Given Las Vegas' history heavily laden with people whose surnames ended in vowels, and given that Italian is one of the most popular cuisines among American restaurants, it would follow that we'd have a pretty good share of decent Italian restaurants in Southern Nevada, and we do. (I don't, on the other hand, understand our dearth of Italian delis with a burly counterman marinating the mozzarella and slinging the bracciole, but I'm trying hard not to get off task here).
So, as I've pointed out in previous columns, it can be somewhat of a challenge for an Italian restaurant to distinguish itself from the crowd. A good red sauce is vitally important unless the place is strictly Northern Italian, and sometimes even then. (In the case of Casa di Amore, check.) A pleasant, fairly lively atmosphere that goes beyond plastic grapes and red-checked tablecloths helps. (Check, but don't expect anything fancy.) A server who's just surly enough to bring to mind somebody's Aunt Angie does, too (Check.) Another bonus is a menu that doesn't rely on the old formula of a couple of basic staples combined into a couple of dozen dishes.

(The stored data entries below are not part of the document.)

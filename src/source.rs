//! Sensor sources driving the threaded executor

use std::collections::VecDeque;
use std::io;
use std::path::Path;
use std::sync::mpsc::{Receiver, RecvTimeoutError};
use std::thread;
use std::time::{Duration, Instant};

use chrono::{DateTime, Local, TimeDelta};
use nalgebra::Vector3;
use serde::Deserialize;

use crate::error::ReplayError;
use crate::types::{Attitude, SensorFrame};

/// Result of polling a [`SensorSource`]
#[derive(Debug, Clone, PartialEq)]
pub enum SourceEvent {
    Frame(SensorFrame),
    /// Nothing arrived in time; poll again
    Idle,
    /// The source is exhausted or disconnected
    End,
}

/// Periodic producer of sensor frames.
///
/// Polled in a loop by the executor thread, which checks its stop flag
/// between polls. Implementations must return within roughly one sampling
/// interval, yielding [`SourceEvent::Idle`] rather than blocking indefinitely.
pub trait SensorSource: Send {
    fn poll(&mut self) -> SourceEvent;
}

/// Live source fed by a device callback through an mpsc channel.
///
/// # Example
/// ```
/// use std::sync::mpsc;
/// use std::time::Duration;
/// use chrono::Local;
/// use inertial_pipeline::{ChannelSource, SensorFrame, SensorSource, SourceEvent};
///
/// let (tx, rx) = mpsc::sync_channel(64);
/// let mut source = ChannelSource::new(rx, Duration::from_millis(10));
/// tx.send(SensorFrame::empty(Local::now())).unwrap();
/// assert!(matches!(source.poll(), SourceEvent::Frame(_)));
/// drop(tx);
/// assert_eq!(source.poll(), SourceEvent::End);
/// ```
#[derive(Debug)]
pub struct ChannelSource {
    rx: Receiver<SensorFrame>,
    timeout: Duration,
}

impl ChannelSource {
    pub fn new(rx: Receiver<SensorFrame>, timeout: Duration) -> Self {
        Self { rx, timeout }
    }
}

impl SensorSource for ChannelSource {
    fn poll(&mut self) -> SourceEvent {
        match self.rx.recv_timeout(self.timeout) {
            Ok(frame) => SourceEvent::Frame(frame),
            Err(RecvTimeoutError::Timeout) => SourceEvent::Idle,
            Err(RecvTimeoutError::Disconnected) => SourceEvent::End,
        }
    }
}

/// Recorded frames played back in order, optionally paced in real time.
#[derive(Debug, Clone, Default)]
pub struct ReplaySource {
    frames: VecDeque<SensorFrame>,
    interval: Option<Duration>,
    next_due: Option<Instant>,
}

impl ReplaySource {
    pub fn new(frames: impl IntoIterator<Item = SensorFrame>) -> Self {
        Self {
            frames: frames.into_iter().collect(),
            ..Default::default()
        }
    }

    /// Release at most one frame per `interval`
    pub fn with_interval(mut self, interval: Duration) -> Self {
        self.interval = Some(interval);
        self
    }

    /// Load frames from a sensor CSV file.
    ///
    /// Timestamps are the `time` column, in seconds, offset from now.
    pub fn from_csv(path: impl AsRef<Path>) -> Result<Self, ReplayError> {
        let reader = csv::Reader::from_path(path)?;
        Self::read(reader, Local::now())
    }

    /// Load frames from CSV text, offsetting timestamps from `started_at`.
    ///
    /// Columns: `time`, `accel_x..z`, `roll`, `pitch`, `yaw`, `gravity_x..z`,
    /// `gyro_x..z`, `mag_x..z`, `user_x..z`. Empty fields mark a stream as
    /// unavailable for that row. A `time` that is not finite or falls
    /// outside the timestamp range is an error.
    pub fn from_reader<R: io::Read>(
        reader: R,
        started_at: DateTime<Local>,
    ) -> Result<Self, ReplayError> {
        Self::read(csv::Reader::from_reader(reader), started_at)
    }

    fn read<R: io::Read>(
        mut reader: csv::Reader<R>,
        started_at: DateTime<Local>,
    ) -> Result<Self, ReplayError> {
        let mut frames = VecDeque::new();
        for (row, record) in reader.deserialize::<SensorRecord>().enumerate() {
            frames.push_back(record?.into_frame(row, started_at)?);
        }
        Ok(Self {
            frames,
            ..Default::default()
        })
    }

    pub fn remaining(&self) -> usize {
        self.frames.len()
    }

    fn pace(&mut self) {
        let Some(interval) = self.interval else {
            return;
        };
        let now = Instant::now();
        if let Some(due) = self.next_due {
            if due > now {
                thread::sleep(due - now);
            }
        }
        self.next_due = Some(self.next_due.map_or(now, |due| due.max(now)) + interval);
    }
}

impl SensorSource for ReplaySource {
    fn poll(&mut self) -> SourceEvent {
        if self.frames.is_empty() {
            return SourceEvent::End;
        }
        self.pace();
        match self.frames.pop_front() {
            Some(frame) => SourceEvent::Frame(frame),
            None => SourceEvent::End,
        }
    }
}

#[derive(Debug, Deserialize)]
struct SensorRecord {
    time: f64,
    accel_x: Option<f64>,
    accel_y: Option<f64>,
    accel_z: Option<f64>,
    roll: Option<f64>,
    pitch: Option<f64>,
    yaw: Option<f64>,
    gravity_x: Option<f64>,
    gravity_y: Option<f64>,
    gravity_z: Option<f64>,
    gyro_x: Option<f64>,
    gyro_y: Option<f64>,
    gyro_z: Option<f64>,
    mag_x: Option<f64>,
    mag_y: Option<f64>,
    mag_z: Option<f64>,
    user_x: Option<f64>,
    user_y: Option<f64>,
    user_z: Option<f64>,
}

fn vector(x: Option<f64>, y: Option<f64>, z: Option<f64>) -> Option<Vector3<f64>> {
    Some(Vector3::new(x?, y?, z?))
}

impl SensorRecord {
    fn into_frame(
        self,
        row: usize,
        started_at: DateTime<Local>,
    ) -> Result<SensorFrame, ReplayError> {
        let invalid = ReplayError::InvalidTime {
            row,
            time: self.time,
        };
        let micros = (self.time * 1e6).round();
        // i64::MAX is not exactly representable; stay strictly below 2^63
        if !micros.is_finite() || micros.abs() >= i64::MAX as f64 {
            return Err(invalid);
        }
        let timestamp = started_at
            .checked_add_signed(TimeDelta::microseconds(micros as i64))
            .ok_or(invalid)?;
        Ok(SensorFrame {
            timestamp,
            acceleration: vector(self.accel_x, self.accel_y, self.accel_z),
            attitude: vector(self.roll, self.pitch, self.yaw)
                .map(|v| Attitude::new(v.x, v.y, v.z)),
            gravity: vector(self.gravity_x, self.gravity_y, self.gravity_z),
            rotation_rate: vector(self.gyro_x, self.gyro_y, self.gyro_z),
            magnetic_field: vector(self.mag_x, self.mag_y, self.mag_z),
            user_acceleration: vector(self.user_x, self.user_y, self.user_z),
        })
    }
}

Check in that category, too, although yes, you can get five kinds of pasta served with six sauce variations, and the old veal-piccata-veal Marsala-veal-Parmigiana-veal-Francaise quartet that dates back at least to the time of Julius Caesar, but you can also get such seldom-seen old-school classics as penne with escarole in olive oil and garlic, or even tripe, if you choose.
We didn't (check no to both). But pork chops with vinegar and peppers ($17.95); that's one we hadn't seen since Murray Hill. And it was quite a dish -- moist, succulent chops with lots of flavor on their own, gently burnished by a quick saute in olive oil and then graced with, as the menu said, "a tangy vinaigrette sauce." Tangy, indeed -- perfectly true to the spirit of the dish and the cuisine. Nice and punchy, with a perfect foil: potatoes roasted just until they begin to crackle.

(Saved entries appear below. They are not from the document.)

//! Inertial Pipeline - real-time motion estimation from device IMU streams
//!
//! This library turns the sensor frames of a phone-class IMU (acceleration,
//! attitude, gravity, rotation rate, magnetic field) into earth-referenced,
//! noise-filtered acceleration, velocity and a per-axis path length, and
//! records every tick to a CSV session file.
//!
//! Each tick runs a fixed stage order:
//!
//! ```text
//! SensorFrame ─► Sample ─► CoordinateTransformer ─► per channel:
//!                          (gravity removal,          NoiseFilter ─► gate ─► Integrator
//!                           body → earth rotation)                    │
//!                                                      Snapshot ◄─────┘ ─► LogSink / SnapshotReader
//! ```
//!
//! # Features
//!
//! - Gravity separation and body-to-earth rotation (NWU, ENU, NED)
//! - Per-axis Kalman or moving-average noise filtering
//! - Deadband gating against integration drift
//! - Velocity (km/h by default) and path-length (km) integration with a
//!   fixed time step for reproducible results
//! - Configurable channels: raw, linear, global or device user acceleration
//! - Push-driven or threaded sessions with a flush barrier on stop
//! - Tilt-compensated compass heading and location-fix columns
//!
//! # Quick Start
//!
//! ```rust
//! use chrono::Local;
//! use nalgebra::Vector3;
//! use inertial_pipeline::{Attitude, PipelineController, PipelineSettings, SensorFrame};
//!
//! let mut controller = PipelineController::new(PipelineSettings::default()).unwrap();
//! controller.start();
//!
//! // One 10 ms frame, device level and pushed forward at 0.5 g
//! let frame = SensorFrame {
//!     acceleration: Some(Vector3::new(0.5, 0.0, -1.0)),  // g
//!     attitude: Some(Attitude::new(0.0, 0.0, 0.0)),      // rad
//!     gravity: Some(Vector3::new(0.0, 0.0, -1.0)),       // g
//!     ..SensorFrame::empty(Local::now())
//! };
//! let snapshot = controller.tick(&frame).unwrap();
//!
//! let global = snapshot.channel("global").unwrap();
//! assert!(global.velocity.x > 0.0); // km/h
//!
//! controller.stop();
//! ```

pub mod compass;
mod controller;
mod error;
pub mod filter;
pub mod gate;
mod integrator;
mod math;
mod pipeline;
mod record;
mod sink;
mod snapshot;
mod source;
mod transform;
mod types;

pub use controller::{Logging, LocationUpdater, PipelineController, SessionReport, StartOutcome};
pub use error::{ConfigError, PipelineError, PipelineState, ReplayError, StorageError};
pub use filter::{AxisFilter, KalmanAxisFilter, MovingAverageFilter, NoiseFilter};
pub use integrator::{Integrator, Motion};
pub use math::{METERS_TO_KILOMETERS, MPS_TO_KMH, RAD_TO_DEG, STANDARD_GRAVITY, Vector3Ext};
pub use pipeline::{Channel, Pipeline};
pub use record::{Column, CsvRecordStore, RecordLayout, RecordStore};
pub use sink::{LogSink, SinkHandle, SinkReport};
pub use snapshot::{ChannelOutput, Snapshot, SnapshotReader};
pub use source::{ChannelSource, ReplaySource, SensorSource, SourceEvent};
pub use transform::{CoordinateTransformer, FrameOutput};
pub use types::*;
//! Velocity and path-length integration

use nalgebra::Vector3;

use crate::math::{MPS_TO_KMH, METERS_TO_KILOMETERS};

/// Accumulated state after an integration step
#[derive(Debug, Clone, Copy, PartialEq, Default)]
pub struct Motion {
    pub velocity: Vector3<f64>,
    pub distance: Vector3<f64>,
}

/// Per-axis velocity and path-length integrator.
///
/// Velocity is the running sum of `accel * dt * velocity_scale`. Distance is
/// the running sum of `|velocity| * dt * distance_scale` taken after the
/// velocity update: a path length, not a displacement, so it never
/// decreases when velocity changes sign.
///
/// Callers pass already gated acceleration and the fixed configured `dt`.
///
/// # Example
/// ```
/// use nalgebra::Vector3;
/// use inertial_pipeline::Integrator;
///
/// let mut integrator = Integrator::new(1.0, 1.0);
/// integrator.integrate(Vector3::new(2.0, 0.0, 0.0), 0.5);
/// let motion = integrator.integrate(Vector3::new(-2.0, 0.0, 0.0), 0.5);
/// assert_eq!(motion.velocity.x, 0.0);
/// assert_eq!(motion.distance.x, 0.5);
/// ```
#[derive(Debug, Clone, Copy, PartialEq)]
pub struct Integrator {
    velocity_scale: f64,
    distance_scale: f64,
    velocity: Vector3<f64>,
    distance: Vector3<f64>,
}

impl Integrator {
    pub fn new(velocity_scale: f64, distance_scale: f64) -> Self {
        Self {
            velocity_scale,
            distance_scale,
            velocity: Vector3::zeros(),
            distance: Vector3::zeros(),
        }
    }

    /// Advance one tick. Non-finite acceleration components count as zero,
    /// and an axis whose update would overflow keeps its previous state.
    pub fn integrate(&mut self, accel: Vector3<f64>, dt: f64) -> Motion {
        for i in 0..3 {
            let a = if accel[i].is_finite() { accel[i] } else { 0.0 };

            let velocity = self.velocity[i] + a * dt * self.velocity_scale;
            if !velocity.is_finite() {
                continue;
            }
            let distance = self.distance[i] + velocity.abs() * dt * self.distance_scale;
            if !distance.is_finite() {
                continue;
            }
            self.velocity[i] = velocity;
            self.distance[i] = distance;
        }
        self.motion()
    }

    pub fn motion(&self) -> Motion {
        Motion {
            velocity: self.velocity,
            distance: self.distance,
        }
    }

    pub fn reset(&mut self) {
        self.velocity = Vector3::zeros();
        self.distance = Vector3::zeros();
    }
}

impl Default for Integrator {
    fn default() -> Self {
        Self::new(MPS_TO_KMH, METERS_TO_KILOMETERS)
    }
}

Something else we hardly see any more: sauteed mushrooms ($7.95). Everybody wants to gild the lily these days, but good fresh mushrooms -- button, maybe cremini -- can be quite nice when prepared simply, and these were. Sauteed in a little olive oil, lots and lots of garlic and just enough bread crumbs and herbs (and a touch too much salt), they were served in great profusion and were nearly a meal in themselves.
A little too much salt, too, in the chicken pastina soup that was part of the soup-or-salad equation, but it was well flavored otherwise, with plenty of pastina, that tiny stuff they feed to Italian babies. The salad side of the deal was fresh, crisp and reasonably well varied.
We couldn't give Casa di Amore an adequate test drive without kicking the tires of the red sauce, and the baked mostaccioli ($12.95) seemed like a good choice. We've had lots and lots of variations of this dish over the years -- some of which failed miserably -- and this was one of the best. The hot-hot-hot pile of pasta was interwoven with just the right amount of mozzarella and ricotta, but what really made it succeed was the deeply steeped red sauce, with the kind of flavor that makes us think a sauce can have a soul, too.
Steamed mussels with marinara ($12.95) were fresh, and a dark-chocolate tartufo ($4.75) -- layers of gelato covered in chocolate, not to be confused with the aromatic fungus of the same name (the truffle) -- was suitably rich.
We left just as the music was starting, thinking we've been on a pretty good run lately.
If we had passed Big Ed Deline on the way out, it wouldn't have been surprising at all.
Las Vegas Review-Journal restaurant reviews are unannounced and done anonymously at Review-Journal expense.